Je reçois chaque jour des messages de personnes qui me disent qu’elles n’ont aucune idée de comment se faire évaluer, et que les psychiatres autour d’elles n’ont pas de disponibilités, ou qu’elles ont essayé d’en parler à un professionnel de santé et que leur demande a été balayée d’un revers de la main. La plupart du temps, ce sont des gens qui ne correspondent pas au stéréotype du TDAH. Ce sont des adultes qui ont réussi à faire des études, à avoir un travail, une famille. Sur le papier, leurs difficultés ne sautent pas aux yeux. Mais quand on parle avec eux, quand on prend le temps de les écouter, on découvre des personnes qui ont l’impression de passer leur vie à nager à contre-courant. Malheureusement, leurs difficultés ne sont souvent prises au sérieux que lorsqu’elles mènent à des problèmes visibles, tels qu’un burn out, un divorce, une dépression ou un licenciement.
Pour conclure, quels conseils donneriez-vous aux personnes diagnostiquées ou possiblement atteintes du TDAH ?
Apprenez à vous connaître, à comprendre vos limites et vos forces. Une fois que vous vous comprendrez mieux, allez dans votre sens. Ne vous rendez pas la vie plus difficile qu’elle ne l’est déjà en essayant de vous conformer ou en faisant les choses « comme les autres ».

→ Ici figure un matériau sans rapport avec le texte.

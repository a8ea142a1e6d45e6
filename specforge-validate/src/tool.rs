//! External tool runner.
//!
//! The schema checker and the query tool are separate processes. Every call
//! is bounded by a timeout; a child that outlives it is killed when its
//! handle is dropped.

use std::path::PathBuf;
use std::process::Stdio;
use std::time::{Duration, Instant};

use async_trait::async_trait;
use specforge_core::ToolError;
use tokio::process::Command;
use tokio::time::timeout;
use tracing::{debug, warn};

/// One process invocation.
#[derive(Debug, Clone, PartialEq, Eq)]
pub struct ToolInvocation {
    pub program: String,
    pub args: Vec<String>,
    pub cwd: Option<PathBuf>,
    pub timeout: Duration,
}

impl ToolInvocation {
    pub fn new(program: impl Into<String>, timeout: Duration) -> Self {
        Self {
            program: program.into(),
            args: Vec::new(),
            cwd: None,
            timeout,
        }
    }

    pub fn arg(mut self, arg: impl Into<String>) -> Self {
        self.args.push(arg.into());
        self
    }

    pub fn args<I, A>(mut self, args: I) -> Self
    where
        I: IntoIterator<Item = A>,
        A: Into<String>,
    {
        self.args.extend(args.into_iter().map(Into::into));
        self
    }

    pub fn current_dir(mut self, cwd: impl Into<PathBuf>) -> Self {
        self.cwd = Some(cwd.into());
        self
    }

    /// Program and arguments joined for log lines.
    pub fn display(&self) -> String {
        std::iter::once(self.program.as_str())
            .chain(self.args.iter().map(String::as_str))
            .collect::<Vec<_>>()
            .join(" ")
    }
}

/// Captured result of a finished process.
#[derive(Debug, Clone, PartialEq, Eq)]
pub struct ToolOutput {
    pub stdout: String,
    pub stderr: String,
    /// `None` when the process was terminated by a signal.
    pub exit_code: Option<i32>,
    pub duration: Duration,
}

impl ToolOutput {
    pub fn success(&self) -> bool {
        self.exit_code == Some(0)
    }

    /// Text to mine for diagnostics: stderr, or stdout when stderr is empty.
    pub fn diagnostics(&self) -> &str {
        if self.stderr.trim().is_empty() {
            &self.stdout
        } else {
            &self.stderr
        }
    }
}

/// Capability to run an external program.
///
/// A non-zero exit is a normal `ToolOutput`; `Err` is reserved for spawn
/// failures, timeouts and I/O errors.
#[async_trait]
pub trait ToolRunner: Send + Sync {
    async fn run(&self, invocation: &ToolInvocation) -> Result<ToolOutput, ToolError>;
}

/// Runs tools as OS processes.
#[derive(Debug, Clone, Copy, Default)]
pub struct ProcessToolRunner;

impl ProcessToolRunner {
    pub fn new() -> Self {
        Self
    }
}

#[async_trait]
impl ToolRunner for ProcessToolRunner {
    async fn run(&self, invocation: &ToolInvocation) -> Result<ToolOutput, ToolError> {
        debug!(command = %invocation.display(), "running tool");

        let mut cmd = Command::new(&invocation.program);
        cmd.args(&invocation.args)
            .stdin(Stdio::null())
            .stdout(Stdio::piped())
            .stderr(Stdio::piped())
            .kill_on_drop(true);
        if let Some(cwd) = &invocation.cwd {
            cmd.current_dir(cwd);
        }

        let started = Instant::now();
        let child = cmd.spawn().map_err(|e| ToolError::SpawnFailed {
            program: invocation.program.clone(),
            reason: e.to_string(),
        })?;

        // On timeout the future is dropped together with the child, which
        // kills it.
        match timeout(invocation.timeout, child.wait_with_output()).await {
            Ok(Ok(output)) => {
                let result = ToolOutput {
                    stdout: String::from_utf8_lossy(&output.stdout).into_owned(),
                    stderr: String::from_utf8_lossy(&output.stderr).into_owned(),
                    exit_code: output.status.code(),
                    duration: started.elapsed(),
                };
                debug!(
                    program = %invocation.program,
                    exit_code = ?result.exit_code,
                    elapsed_ms = result.duration.as_millis() as u64,
                    "tool finished"
                );
                Ok(result)
            }
            Ok(Err(e)) => Err(ToolError::Io {
                program: invocation.program.clone(),
                reason: e.to_string(),
            }),
            Err(_) => {
                warn!(command = %invocation.display(), "tool timed out");
                Err(ToolError::TimedOut {
                    program: invocation.program.clone(),
                    timeout_ms: invocation.timeout.as_millis() as u64,
                })
            }
        }
    }
}

#[cfg(all(test, unix))]
mod tests {
    use super::*;

    fn sh(script: &str, timeout: Duration) -> ToolInvocation {
        ToolInvocation::new("sh", timeout).arg("-c").arg(script)
    }

    #[tokio::test]
    async fn test_captures_output_and_exit_code() {
        let output = ProcessToolRunner::new()
            .run(&sh("echo out; echo err >&2; exit 3", Duration::from_secs(5)))
            .await
            .unwrap();
        assert_eq!(output.stdout.trim(), "out");
        assert_eq!(output.stderr.trim(), "err");
        assert_eq!(output.exit_code, Some(3));
        assert!(!output.success());
        assert_eq!(output.diagnostics().trim(), "err");
    }

    #[tokio::test]
    async fn test_runs_in_working_directory() {
        let dir = tempfile::tempdir().unwrap();
        std::fs::write(dir.path().join("marker.txt"), "here").unwrap();
        let invocation = ToolInvocation::new("cat", Duration::from_secs(5))
            .arg("marker.txt")
            .current_dir(dir.path());
        let output = ProcessToolRunner::new().run(&invocation).await.unwrap();
        assert!(output.success());
        assert_eq!(output.stdout, "here");
    }

    #[tokio::test]
    async fn test_timeout_is_an_error() {
        let result = ProcessToolRunner::new()
            .run(&sh("sleep 5", Duration::from_millis(100)))
            .await;
        assert!(matches!(
            result,
            Err(ToolError::TimedOut { timeout_ms: 100, .. })
        ));
    }

    #[tokio::test]
    async fn test_missing_program_is_spawn_failure() {
        let invocation =
            ToolInvocation::new("specforge-no-such-program", Duration::from_secs(1));
        let result = ProcessToolRunner::new().run(&invocation).await;
        assert!(matches!(result, Err(ToolError::SpawnFailed { .. })));
    }

    #[test]
    fn test_display_joins_args() {
        let invocation = ToolInvocation::new("jq", Duration::from_secs(1))
            .args(["-c", "."])
            .arg("doc.json");
        assert_eq!(invocation.display(), "jq -c . doc.json");
    }
}
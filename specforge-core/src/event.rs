//! Event log vocabulary: well-known event types, query options and the
//! result of moving a project's head.

use crate::{Event, EventId, Timestamp};
use serde::{Deserialize, Serialize};

// ============================================================================
// EVENT TYPES
// ============================================================================

/// A fragment was created.
pub const FRAGMENT_CREATED: &str = "fragment_created";
/// A fragment's content changed.
pub const FRAGMENT_UPDATED: &str = "fragment_updated";
/// A fragment was explicitly deleted.
pub const FRAGMENT_DELETED: &str = "fragment_deleted";
/// A validation run succeeded and produced a version.
pub const SPEC_VALIDATED: &str = "spec_validated";
/// A validation run failed; data carries the error summary.
pub const VALIDATION_FAILED: &str = "validation_failed";

/// Key under which event data references a version's spec hash.
pub const SPEC_HASH_KEY: &str = "spec_hash";

// ============================================================================
// QUERIES
// ============================================================================

/// Order of events returned by a listing.
#[derive(Debug, Clone, Copy, PartialEq, Eq, Default, Serialize, Deserialize)]
#[serde(rename_all = "snake_case")]
pub enum EventOrder {
    #[default]
    OldestFirst,
    NewestFirst,
}

/// Options for listing a project's events.
#[derive(Debug, Clone, PartialEq, Eq, Serialize, Deserialize)]
pub struct EventQuery {
    /// Maximum number of events, applied after ordering.
    pub limit: Option<usize>,
    /// Keep only events created strictly after this instant.
    pub since: Option<Timestamp>,
    /// When false, inactive events are left out.
    pub include_dangling: bool,
    pub order: EventOrder,
}

impl Default for EventQuery {
    fn default() -> Self {
        Self {
            limit: None,
            since: None,
            include_dangling: true,
            order: EventOrder::OldestFirst,
        }
    }
}

impl EventQuery {
    pub fn new() -> Self {
        Self::default()
    }

    pub fn with_limit(mut self, limit: usize) -> Self {
        self.limit = Some(limit);
        self
    }

    pub fn since(mut self, since: Timestamp) -> Self {
        self.since = Some(since);
        self
    }

    /// Only active events.
    pub fn active_only(mut self) -> Self {
        self.include_dangling = false;
        self
    }

    pub fn newest_first(mut self) -> Self {
        self.order = EventOrder::NewestFirst;
        self
    }

    /// Apply the query to a project's events, which must already be sorted
    /// oldest first.
    pub fn apply(&self, events: Vec<Event>) -> Vec<Event> {
        let filtered = events.into_iter().filter(|e| {
            (self.include_dangling || e.is_active)
                && self.since.map_or(true, |since| e.created_at > since)
        });
        let ordered: Vec<Event> = match self.order {
            EventOrder::OldestFirst => filtered.collect(),
            EventOrder::NewestFirst => {
                let mut v: Vec<Event> = filtered.collect();
                v.reverse();
                v
            }
        };
        match self.limit {
            Some(limit) => ordered.into_iter().take(limit).collect(),
            None => ordered,
        }
    }
}

// ============================================================================
// HEAD CHANGES
// ============================================================================

/// Outcome of moving a project's head.
#[derive(Debug, Clone, PartialEq, Serialize, Deserialize)]
pub struct HeadChange {
    /// The resolved head event, or `None` when the head was cleared.
    pub head: Option<Event>,
    /// Events that went from inactive to active, oldest first.
    pub reactivated_event_ids: Vec<EventId>,
    /// Events that went from active to inactive, oldest first.
    pub deactivated_event_ids: Vec<EventId>,
}

impl HeadChange {
    /// True when no event changed state.
    pub fn is_noop(&self) -> bool {
        self.reactivated_event_ids.is_empty() && self.deactivated_event_ids.is_empty()
    }
}
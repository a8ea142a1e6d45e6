//! Core entity structures

use crate::{EventId, FragmentId, ProjectId, SpecHash, Timestamp, VersionId};
use chrono::Utc;
use serde::{Deserialize, Serialize};
use serde_json::Value;

/// Project - owner of fragments, versions and the revision log.
#[derive(Debug, Clone, PartialEq, Serialize, Deserialize)]
#[cfg_attr(feature = "openapi", derive(utoipa::ToSchema))]
pub struct Project {
    pub project_id: ProjectId,
    pub name: String,
    /// Event the project's history is positioned at. `None` means "latest".
    pub event_head_id: Option<EventId>,
    #[cfg_attr(feature = "openapi", schema(value_type = String, format = "date-time"))]
    pub created_at: Timestamp,
    #[cfg_attr(feature = "openapi", schema(value_type = String, format = "date-time"))]
    pub updated_at: Timestamp,
}

impl Project {
    pub fn new(name: impl Into<String>) -> Self {
        let now = Utc::now();
        Self {
            project_id: ProjectId::now_v7(),
            name: name.into(),
            event_head_id: None,
            created_at: now,
            updated_at: now,
        }
    }
}

/// Fragment - a named, user-edited unit of specification text.
/// Unique per (project, normalized path).
#[derive(Debug, Clone, PartialEq, Serialize, Deserialize)]
#[cfg_attr(feature = "openapi", derive(utoipa::ToSchema))]
pub struct Fragment {
    pub fragment_id: FragmentId,
    pub project_id: ProjectId,
    pub path: String,
    pub content: String,
    #[cfg_attr(feature = "openapi", schema(value_type = String, format = "date-time"))]
    pub created_at: Timestamp,
    #[cfg_attr(feature = "openapi", schema(value_type = String, format = "date-time"))]
    pub updated_at: Timestamp,
}

/// One entry in a fragment's revision history.
#[derive(Debug, Clone, PartialEq, Serialize, Deserialize)]
#[cfg_attr(feature = "openapi", derive(utoipa::ToSchema))]
pub struct FragmentRevision {
    pub fragment_id: FragmentId,
    /// Starts at 1 and increases by one per create/update.
    pub revision: u32,
    pub content: String,
    #[cfg_attr(feature = "openapi", schema(value_type = String, format = "date-time"))]
    pub created_at: Timestamp,
}

/// Version - immutable, deduplicated snapshot of a resolved document.
#[derive(Debug, Clone, PartialEq, Serialize, Deserialize)]
#[cfg_attr(feature = "openapi", derive(utoipa::ToSchema))]
pub struct Version {
    pub version_id: VersionId,
    pub project_id: ProjectId,
    pub spec_hash: SpecHash,
    #[cfg_attr(feature = "openapi", schema(value_type = Object))]
    pub resolved: Value,
    #[cfg_attr(feature = "openapi", schema(value_type = String, format = "date-time"))]
    pub created_at: Timestamp,
}

impl Version {
    /// Build a version for a resolved document, hashing it.
    pub fn new(project_id: ProjectId, resolved: Value) -> Self {
        Self {
            version_id: VersionId::now_v7(),
            project_id,
            spec_hash: SpecHash::of(&resolved),
            resolved,
            created_at: Utc::now(),
        }
    }
}

/// Event - an immutable record of one mutation or pipeline outcome.
///
/// Only `is_active` and `reverted_at` ever change after the event is
/// appended.
#[derive(Debug, Clone, PartialEq, Serialize, Deserialize)]
#[cfg_attr(feature = "openapi", derive(utoipa::ToSchema))]
pub struct Event {
    pub event_id: EventId,
    pub project_id: ProjectId,
    pub event_type: String,
    #[cfg_attr(feature = "openapi", schema(value_type = Object))]
    pub data: Value,
    pub is_active: bool,
    #[cfg_attr(feature = "openapi", schema(value_type = Option<String>, format = "date-time"))]
    pub reverted_at: Option<Timestamp>,
    #[cfg_attr(feature = "openapi", schema(value_type = String, format = "date-time"))]
    pub created_at: Timestamp,
    /// Insertion counter; breaks ties between equal timestamps.
    pub sequence: u64,
}

impl Event {
    /// Key that orders a project's history.
    pub fn ordering_key(&self) -> (Timestamp, u64) {
        (self.created_at, self.sequence)
    }

    /// Spec hash recorded in the event's data, if any.
    pub fn spec_hash(&self) -> Option<SpecHash> {
        spec_hash_in(&self.data)
    }
}

/// Read the `spec_hash` key out of event data.
pub fn spec_hash_in(data: &Value) -> Option<SpecHash> {
    data.get(crate::event::SPEC_HASH_KEY)
        .and_then(Value::as_str)
        .filter(|s| !s.is_empty())
        .map(SpecHash::from_hex)
}
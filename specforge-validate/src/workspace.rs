//! On-disk working directories for schema checker runs.

use std::io::ErrorKind;
use std::path::{Path, PathBuf};

use specforge_core::{normalize_fragment_path, Fragment, ProjectId};
use tokio::fs;
use tracing::debug;

use crate::error::PipelineError;

/// Root under which each project gets its own directory.
#[derive(Debug, Clone)]
pub struct Workspace {
    root: PathBuf,
}

/// A project directory holding exactly the project's current fragments.
#[derive(Debug, Clone, PartialEq, Eq)]
pub struct MaterializedProject {
    pub dir: PathBuf,
    /// Fragment paths relative to `dir`, sorted.
    pub files: Vec<String>,
}

impl Workspace {
    pub fn new(root: impl Into<PathBuf>) -> Self {
        Self { root: root.into() }
    }

    pub fn root(&self) -> &Path {
        &self.root
    }

    pub fn project_dir(&self, project_id: ProjectId) -> PathBuf {
        self.root.join(project_id.to_string())
    }

    /// Write all fragments under the project directory, removing whatever
    /// was there before.
    pub async fn materialize(
        &self,
        project_id: ProjectId,
        fragments: &[Fragment],
    ) -> Result<MaterializedProject, PipelineError> {
        let dir = self.project_dir(project_id);
        reset_dir(&dir).await?;

        let mut files = Vec::with_capacity(fragments.len());
        for fragment in fragments {
            let relative = normalize_fragment_path(&fragment.path);
            let target = dir.join(&relative);
            if let Some(parent) = target.parent() {
                fs::create_dir_all(parent)
                    .await
                    .map_err(|e| PipelineError::workspace(parent, e))?;
            }
            fs::write(&target, fragment.content.as_bytes())
                .await
                .map_err(|e| PipelineError::workspace(&target, e))?;
            files.push(relative);
        }
        files.sort();
        files.dedup();

        debug!(project_id = %project_id, files = files.len(), "workspace materialized");
        Ok(MaterializedProject { dir, files })
    }
}

async fn reset_dir(dir: &Path) -> Result<(), PipelineError> {
    match fs::remove_dir_all(dir).await {
        Ok(()) => {}
        Err(e) if e.kind() == ErrorKind::NotFound => {}
        Err(e) => return Err(PipelineError::workspace(dir, e)),
    }
    fs::create_dir_all(dir)
        .await
        .map_err(|e| PipelineError::workspace(dir, e))
}

#[cfg(test)]
mod tests {
    use super::*;
    use chrono::Utc;
    use specforge_core::FragmentId;

    fn fragment(project_id: ProjectId, path: &str, content: &str) -> Fragment {
        let now = Utc::now();
        Fragment {
            fragment_id: FragmentId::now_v7(),
            project_id,
            path: path.to_string(),
            content: content.to_string(),
            created_at: now,
            updated_at: now,
        }
    }

    #[tokio::test]
    async fn test_materialize_writes_nested_files() {
        let tmp = tempfile::tempdir().unwrap();
        let workspace = Workspace::new(tmp.path());
        let project_id = ProjectId::now_v7();
        let fragments = vec![
            fragment(project_id, "b.cue", "b: 1"),
            fragment(project_id, "nested/a.cue", "a: 1"),
        ];

        let project = workspace.materialize(project_id, &fragments).await.unwrap();
        assert_eq!(project.files, vec!["b.cue", "nested/a.cue"]);
        let content = std::fs::read_to_string(project.dir.join("nested/a.cue")).unwrap();
        assert_eq!(content, "a: 1");
    }

    #[tokio::test]
    async fn test_materialize_drops_stale_files() {
        let tmp = tempfile::tempdir().unwrap();
        let workspace = Workspace::new(tmp.path());
        let project_id = ProjectId::now_v7();

        workspace
            .materialize(project_id, &[fragment(project_id, "old.cue", "x: 1")])
            .await
            .unwrap();
        let project = workspace
            .materialize(project_id, &[fragment(project_id, "new.cue", "x: 2")])
            .await
            .unwrap();

        assert!(!project.dir.join("old.cue").exists());
        assert!(project.dir.join("new.cue").exists());
    }
}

‘Les difficultés ne sont prises au sérieux que lorsqu’elles mènent à des problèmes visibles.’
Le TDHA, c’est quoi?
Le TDAH (Trouble Déficit de l’Attention avec ou sans Hyperactivité) est un trouble du neurodéveloppement qui affecte le développement du cerveau et du système nerveux. Le cerveau des personnes qui ont un TDAH fonctionne différemment de celui des autres. Elles sont nées avec et le garderont toute leur vie. L’explication de ses causes ne fait pas l’unanimité parmi les médecins, mais certains spécialistes évoquent une piste génétique. En Belgique, entre 3 et 12 % des enfants et 1 à 6 % des adultes sont atteints de TDAH. En France, 2,5% de la population adulte en souffre.